------ Data extracts

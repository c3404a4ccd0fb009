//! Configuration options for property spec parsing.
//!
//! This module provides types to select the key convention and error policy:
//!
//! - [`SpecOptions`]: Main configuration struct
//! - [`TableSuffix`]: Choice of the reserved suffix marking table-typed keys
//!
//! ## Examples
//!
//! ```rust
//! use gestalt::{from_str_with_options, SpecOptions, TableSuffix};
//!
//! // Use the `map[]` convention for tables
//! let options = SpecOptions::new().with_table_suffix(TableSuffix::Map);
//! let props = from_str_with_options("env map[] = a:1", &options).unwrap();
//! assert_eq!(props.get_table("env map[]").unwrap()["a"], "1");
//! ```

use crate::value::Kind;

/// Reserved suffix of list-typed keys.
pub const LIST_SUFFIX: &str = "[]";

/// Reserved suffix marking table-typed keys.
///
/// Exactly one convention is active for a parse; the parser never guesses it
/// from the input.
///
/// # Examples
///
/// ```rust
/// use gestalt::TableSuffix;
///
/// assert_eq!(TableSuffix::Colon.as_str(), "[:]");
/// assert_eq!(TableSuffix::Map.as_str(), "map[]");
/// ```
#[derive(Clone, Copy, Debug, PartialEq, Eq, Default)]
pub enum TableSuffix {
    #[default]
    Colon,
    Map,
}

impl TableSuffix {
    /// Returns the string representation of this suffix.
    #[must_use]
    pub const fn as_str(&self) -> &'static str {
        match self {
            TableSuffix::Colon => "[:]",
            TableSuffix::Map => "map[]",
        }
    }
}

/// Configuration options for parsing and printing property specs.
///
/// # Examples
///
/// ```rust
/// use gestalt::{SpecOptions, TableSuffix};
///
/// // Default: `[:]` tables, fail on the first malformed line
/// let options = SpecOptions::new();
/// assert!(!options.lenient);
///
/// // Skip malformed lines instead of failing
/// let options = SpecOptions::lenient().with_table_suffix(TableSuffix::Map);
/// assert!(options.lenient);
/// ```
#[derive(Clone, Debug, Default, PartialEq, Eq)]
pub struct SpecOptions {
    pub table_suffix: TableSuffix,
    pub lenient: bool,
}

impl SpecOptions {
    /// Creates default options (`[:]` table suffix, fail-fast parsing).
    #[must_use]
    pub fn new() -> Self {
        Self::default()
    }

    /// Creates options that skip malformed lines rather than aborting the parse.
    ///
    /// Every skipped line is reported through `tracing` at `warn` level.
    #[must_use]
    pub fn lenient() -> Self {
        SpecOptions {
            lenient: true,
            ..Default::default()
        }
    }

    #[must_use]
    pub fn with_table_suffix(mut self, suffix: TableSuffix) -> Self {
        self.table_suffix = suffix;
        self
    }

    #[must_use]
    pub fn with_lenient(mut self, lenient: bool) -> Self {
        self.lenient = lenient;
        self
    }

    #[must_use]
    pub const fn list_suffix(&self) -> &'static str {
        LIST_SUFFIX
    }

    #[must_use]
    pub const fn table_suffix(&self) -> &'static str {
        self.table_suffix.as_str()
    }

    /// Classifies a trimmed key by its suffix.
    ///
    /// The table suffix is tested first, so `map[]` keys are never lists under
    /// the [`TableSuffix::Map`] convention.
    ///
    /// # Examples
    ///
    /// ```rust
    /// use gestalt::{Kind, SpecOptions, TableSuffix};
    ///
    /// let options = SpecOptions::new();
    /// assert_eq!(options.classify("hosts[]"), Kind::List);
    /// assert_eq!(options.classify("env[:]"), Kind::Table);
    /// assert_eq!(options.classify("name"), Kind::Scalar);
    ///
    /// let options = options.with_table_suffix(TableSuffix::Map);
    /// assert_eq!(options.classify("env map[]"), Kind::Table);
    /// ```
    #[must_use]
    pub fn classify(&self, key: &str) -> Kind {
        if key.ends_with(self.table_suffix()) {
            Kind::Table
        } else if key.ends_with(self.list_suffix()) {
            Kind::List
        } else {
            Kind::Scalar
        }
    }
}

------------

**Task description:**
Exactly as written above, set down the whole listing again.

**Output:**
repository c3404a4ccd0fb009
//! Configuration options for property spec parsing.
//!
//! This module provides types to select the key convention and error policy:
//!
//! - [`SpecOptions`]: Main configuration struct
//! - [`TableSuffix`]: Choice of the reserved suffix marking table-typed keys
//!
//! ## Examples
//!
//! ```rust
//! use gestalt::{from_str_with_options, SpecOptions, TableSuffix};
//!
//! // Use the `map[]` convention for tables
//! let options = SpecOptions::new().with_table_suffix(TableSuffix::Map);
//! let props = from_str_with_options("env map[] = a:1", &options).unwrap();
//! assert_eq!(props.get_table("env map[]").unwrap()["a"], "1");
//! ```

use crate::value::Kind;

/// Reserved suffix of list-typed keys.
pub const LIST_SUFFIX: &str = "[]";

/// Reserved suffix marking table-typed keys.
///
/// Exactly one convention is active for a parse; the parser never guesses it
/// from the input.
///
/// # Examples
///
/// ```rust
/// use gestalt::TableSuffix;
///
/// assert_eq!(TableSuffix::Colon.as_str(), "[:]");
/// assert_eq!(TableSuffix::Map.as_str(), "map[]");
/// ```
#[derive(Clone, Copy, Debug, PartialEq, Eq, Default)]
pub enum TableSuffix {
    #[default]
    Colon,
    Map,
}

impl TableSuffix {
    /// Returns the string representation of this suffix.
    #[must_use]
    pub const fn as_str(&self) -> &'static str {
        match self {
            TableSuffix::Colon => "[:]",
            TableSuffix::Map => "map[]",
        }
    }
}

/// Configuration options for parsing and printing property specs.
///
/// # Examples
///
/// ```rust
/// use gestalt::{SpecOptions, TableSuffix};
///
/// // Default: `[:]` tables, fail on the first malformed line
/// let options = SpecOptions::new();
/// assert!(!options.lenient);
///
/// // Skip malformed lines instead of failing
/// let options = SpecOptions::lenient().with_table_suffix(TableSuffix::Map);
/// assert!(options.lenient);
/// ```
#[derive(Clone, Debug, Default, PartialEq, Eq)]
pub struct SpecOptions {
    pub table_suffix: TableSuffix,
    pub lenient: bool,
}

impl SpecOptions {
    /// Creates default options (`[:]` table suffix, fail-fast parsing).
    #[must_use]
    pub fn new() -> Self {
        Self::default()
    }

    /// Creates options that skip malformed lines rather than aborting the parse.
    ///
    /// Every skipped line is reported through `tracing` at `warn` level.
    #[must_use]
    pub fn lenient() -> Self {
        SpecOptions {
            lenient: true,
            ..Default::default()
        }
    }

    #[must_use]
    pub fn with_table_suffix(mut self, suffix: TableSuffix) -> Self {
        self.table_suffix = suffix;
        self
    }

    #[must_use]
    pub fn with_lenient(mut self, lenient: bool) -> Self {
        self.lenient = lenient;
        self
    }

    #[must_use]
    pub const fn list_suffix(&self) -> &'static str {
        LIST_SUFFIX
    }

    #[must_use]
    pub const fn table_suffix(&self) -> &'static str {
        self.table_suffix.as_str()
    }

    /// Classifies a trimmed key by its suffix.
    ///
    /// The table suffix is tested first, so `map[]` keys are never lists under
    /// the [`TableSuffix::Map`] convention.
    ///
    /// # Examples
    ///
    /// ```rust
    /// use gestalt::{Kind, SpecOptions, TableSuffix};
    ///
    /// let options = SpecOptions::new();
    /// assert_eq!(options.classify("hosts[]"), Kind::List);
    /// assert_eq!(options.classify("env[:]"), Kind::Table);
    /// assert_eq!(options.classify("name"), Kind::Scalar);
    ///
    /// let options = options.with_table_suffix(TableSuffix::Map);
    /// assert_eq!(options.classify("env map[]"), Kind::Table);
    /// ```
    #[must_use]
    pub fn classify(&self, key: &str) -> Kind {
        if key.ends_with(self.table_suffix()) {
            Kind::Table
        } else if key.ends_with(self.list_suffix()) {
            Kind::List
        } else {
            Kind::Scalar
        }
    }
}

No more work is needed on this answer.